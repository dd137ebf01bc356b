//! Artifact file-record persistence.

use async_trait::async_trait;
use sqlx::{Pool, Postgres};
use uuid::Uuid;

use super::{map_db_err, RepoError};
use crate::models::{FileDetail, FileRecord};

#[derive(Debug, Clone)]
pub struct NewFileRecord {
    pub deployment_id: Uuid,
    pub original_name: String,
    pub storage_key: String,
    pub file_type: String,
    pub size_bytes: i64,
    pub uploaded_by: Uuid,
}

#[async_trait]
pub trait FileRecordRepository: Send + Sync + 'static {
    /// Insert a file record. A dangling `deployment_id` surfaces as
    /// `RepoError::ForeignKey`.
    async fn create(&self, new: NewFileRecord) -> Result<FileRecord, RepoError>;

    /// Files for one deployment, most recent first.
    async fn find_by_deployment(&self, deployment_id: Uuid) -> Result<Vec<FileDetail>, RepoError>;

    async fn find_by_id(&self, id: Uuid) -> Result<Option<FileRecord>, RepoError>;
}

pub struct PgFileRecordRepository {
    pool: Pool<Postgres>,
}

impl PgFileRecordRepository {
    pub fn new(pool: Pool<Postgres>) -> Self {
        Self { pool }
    }
}

#[async_trait]
impl FileRecordRepository for PgFileRecordRepository {
    async fn create(&self, new: NewFileRecord) -> Result<FileRecord, RepoError> {
        sqlx::query_as::<_, FileRecord>(
            "INSERT INTO deployment_files \
             (deployment_id, original_name, storage_key, file_type, size_bytes, uploaded_by) \
             VALUES ($1, $2, $3, $4, $5, $6) \
             RETURNING id, deployment_id, original_name, storage_key, file_type, size_bytes, uploaded_by, uploaded_at",
        )
        .bind(new.deployment_id)
        .bind(&new.original_name)
        .bind(&new.storage_key)
        .bind(&new.file_type)
        .bind(new.size_bytes)
        .bind(new.uploaded_by)
        .fetch_one(&self.pool)
        .await
        .map_err(map_db_err)
    }

    async fn find_by_deployment(&self, deployment_id: Uuid) -> Result<Vec<FileDetail>, RepoError> {
        sqlx::query_as::<_, FileDetail>(
            "SELECT df.id, df.deployment_id, df.original_name, df.storage_key, df.file_type, \
                    df.size_bytes, df.uploaded_by, df.uploaded_at, u.email AS uploader_email \
             FROM deployment_files df \
             LEFT JOIN users u ON u.id = df.uploaded_by \
             WHERE df.deployment_id = $1 \
             ORDER BY df.uploaded_at DESC",
        )
        .bind(deployment_id)
        .fetch_all(&self.pool)
        .await
        .map_err(map_db_err)
    }

    async fn find_by_id(&self, id: Uuid) -> Result<Option<FileRecord>, RepoError> {
        sqlx::query_as::<_, FileRecord>(
            "SELECT id, deployment_id, original_name, storage_key, file_type, size_bytes, uploaded_by, uploaded_at \
             FROM deployment_files WHERE id = $1",
        )
        .bind(id)
        .fetch_optional(&self.pool)
        .await
        .map_err(map_db_err)
    }
}
pub mod deployments;
pub mod files;
pub mod workflow;

use thiserror::Error;

#[derive(Debug, Error)]
pub enum RepoError {
    #[error("unique constraint violation")]
    UniqueViolation,
    #[error("foreign key constraint violation")]
    ForeignKey,
    #[error("database timeout")]
    Timeout,
    #[error("database error: {0}")]
    Database(#[from] sqlx::Error),
}

/// Map driver errors onto the repository taxonomy. Postgres error codes:
/// 23505 unique_violation, 23503 foreign_key_violation.
pub(crate) fn map_db_err(e: sqlx::Error) -> RepoError {
    if matches!(e, sqlx::Error::PoolTimedOut) {
        return RepoError::Timeout;
    }
    if let sqlx::Error::Database(db) = &e {
        match db.code().as_deref() {
            Some("23505") => return RepoError::UniqueViolation,
            Some("23503") => return RepoError::ForeignKey,
            _ => {}
        }
    }
    RepoError::Database(e)
}
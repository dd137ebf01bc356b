//! Vault-backed credential retrieval.
//!
//! AppRole login plus KV v2 reads. Connection setup treats every failure
//! here as non-fatal: the config layer falls back to plain environment
//! variables when Vault is unreachable or the secrets are missing.

use std::collections::HashMap;

use anyhow::{anyhow, Context};
use serde_json::Value;
use tracing::info;

const DEFAULT_DB_SECRET_PATH: &str = "secret/data/deployment-tracker/int/default/database";
const DEFAULT_S3_SECRET_PATH: &str = "secret/data/deployment-tracker/int/default/s3";

#[derive(Debug, Clone)]
pub struct DatabaseCredentials {
    pub user: String,
    pub password: String,
    pub host: String,
    pub port: u16,
    pub database: String,
}

impl DatabaseCredentials {
    pub fn connection_url(&self) -> String {
        format!(
            "postgres://{}:{}@{}:{}/{}",
            self.user, self.password, self.host, self.port, self.database
        )
    }
}

#[derive(Debug, Clone)]
pub struct ObjectStoreCredentials {
    pub access_key: String,
    pub secret_key: String,
    pub endpoint: Option<String>,
    pub region: Option<String>,
}

pub struct VaultClient {
    http: reqwest::Client,
    addr: String,
    token: String,
}

impl VaultClient {
    /// Authenticate with AppRole and return a ready client.
    pub async fn approle_login(addr: &str, role_id: &str, secret_id: &str) -> anyhow::Result<Self> {
        let http = reqwest::Client::builder()
            .timeout(std::time::Duration::from_secs(5))
            .build()
            .context("build vault http client")?;
        let url = format!("{}/v1/auth/approle/login", addr.trim_end_matches('/'));
        let body = serde_json::json!({ "role_id": role_id, "secret_id": secret_id });
        let resp = http
            .post(&url)
            .json(&body)
            .send()
            .await
            .context("vault approle login request")?
            .error_for_status()
            .context("vault approle login rejected")?;
        let doc: Value = resp.json().await.context("vault approle login body")?;
        let token = doc["auth"]["client_token"]
            .as_str()
            .ok_or_else(|| anyhow!("vault login response missing auth.client_token"))?
            .to_string();
        info!("authenticated with vault via approle");
        Ok(Self { http, addr: addr.trim_end_matches('/').to_string(), token })
    }

    async fn read_kv(&self, path: &str) -> anyhow::Result<HashMap<String, String>> {
        let url = format!("{}/v1/{}", self.addr, path.trim_start_matches('/'));
        let resp = self
            .http
            .get(&url)
            .header("X-Vault-Token", &self.token)
            .send()
            .await
            .with_context(|| format!("vault read {path}"))?
            .error_for_status()
            .with_context(|| format!("vault read {path} rejected"))?;
        let doc: Value = resp.json().await.context("vault secret body")?;
        let data = doc["data"]["data"]
            .as_object()
            .ok_or_else(|| anyhow!("vault secret at {path} has no data.data object"))?;
        Ok(data
            .iter()
            .filter_map(|(k, v)| v.as_str().map(|s| (k.clone(), s.to_string())))
            .collect())
    }

    pub async fn database_credentials(&self) -> anyhow::Result<DatabaseCredentials> {
        let path = std::env::var("DT_VAULT_DB_PATH")
            .unwrap_or_else(|_| DEFAULT_DB_SECRET_PATH.to_string());
        let map = self.read_kv(&path).await?;
        let get = |k: &str| {
            map.get(k)
                .cloned()
                .ok_or_else(|| anyhow!("vault database secret missing {k}"))
        };
        Ok(DatabaseCredentials {
            user: get("PGUSER")?,
            password: get("PGPASSWORD")?,
            host: get("PGHOST")?,
            port: map
                .get("PGPORT")
                .and_then(|v| v.parse().ok())
                .unwrap_or(5432),
            database: get("PGDATABASE")?,
        })
    }

    pub async fn object_store_credentials(&self) -> anyhow::Result<ObjectStoreCredentials> {
        let path = std::env::var("DT_VAULT_S3_PATH")
            .unwrap_or_else(|_| DEFAULT_S3_SECRET_PATH.to_string());
        let map = self.read_kv(&path).await?;
        let get = |k: &str| {
            map.get(k)
                .cloned()
                .ok_or_else(|| anyhow!("vault object-store secret missing {k}"))
        };
        Ok(ObjectStoreCredentials {
            access_key: get("S3_ACCESS_KEY")?,
            secret_key: get("S3_SECRET_KEY")?,
            endpoint: map.get("S3_ENDPOINT").cloned(),
            region: map.get("S3_REGION").cloned(),
        })
    }
}
use axum::{
    http::StatusCode,
    response::{IntoResponse, Response},
    Json,
};
use serde::Serialize;
use std::fmt::{Display, Formatter};
use utoipa::ToSchema;

use crate::services::workflow::WorkflowError;
use crate::services::RepoError;
use crate::storage::StorageError;

#[derive(Debug, Clone, Serialize, ToSchema)]
pub struct ApiErrorBody {
    pub code: &'static str,
    pub message: String,
}

#[derive(Debug, Clone)]
pub struct ApiError {
    pub status: StatusCode,
    pub code: &'static str,
    pub message: String,
}

impl ApiError {
    pub fn new(status: StatusCode, code: &'static str, message: impl Into<String>) -> Self {
        Self { status, code, message: message.into() }
    }
    pub fn bad_request(msg: impl Into<String>) -> Self {
        Self::new(StatusCode::BAD_REQUEST, "bad_request", msg)
    }
    pub fn not_found(msg: impl Into<String>) -> Self {
        Self::new(StatusCode::NOT_FOUND, "not_found", msg)
    }
    pub fn conflict(msg: impl Into<String>) -> Self {
        Self::new(StatusCode::CONFLICT, "conflict", msg)
    }
    pub fn internal(msg: impl Into<String>) -> Self {
        Self::new(StatusCode::INTERNAL_SERVER_ERROR, "internal", msg)
    }
}

impl Display for ApiError {
    fn fmt(&self, f: &mut Formatter<'_>) -> std::fmt::Result {
        write!(f, "{}: {}", self.code, self.message)
    }
}

impl IntoResponse for ApiError {
    fn into_response(self) -> Response {
        let body = ApiErrorBody { code: self.code, message: self.message };
        (self.status, Json(body)).into_response()
    }
}

impl From<WorkflowError> for ApiError {
    fn from(e: WorkflowError) -> Self {
        match &e {
            WorkflowError::MissingArtifact
            | WorkflowError::Validation(_)
            | WorkflowError::UnsupportedFileType(_)
            | WorkflowError::ServiceNotFound(_) => ApiError::bad_request(e.to_string()),
            WorkflowError::DuplicateVersion { .. } => ApiError::conflict(e.to_string()),
            WorkflowError::DeploymentNotFound(_) => ApiError::not_found(e.to_string()),
            WorkflowError::PartialFailure { .. } => ApiError::new(
                StatusCode::INTERNAL_SERVER_ERROR,
                "partial_failure",
                e.to_string(),
            ),
            WorkflowError::Storage(_)
            | WorkflowError::Repo(_)
            | WorkflowError::Staging(_) => ApiError::internal(e.to_string()),
        }
    }
}

impl From<RepoError> for ApiError {
    fn from(e: RepoError) -> Self {
        ApiError::internal(e.to_string())
    }
}

impl From<StorageError> for ApiError {
    fn from(e: StorageError) -> Self {
        ApiError::internal(e.to_string())
    }
}

pub type ApiResult<T> = Result<T, ApiError>;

******

Exercise objective - Give the number of lines in the records that hold the word "info", with no other words.

Answer to this problem - 2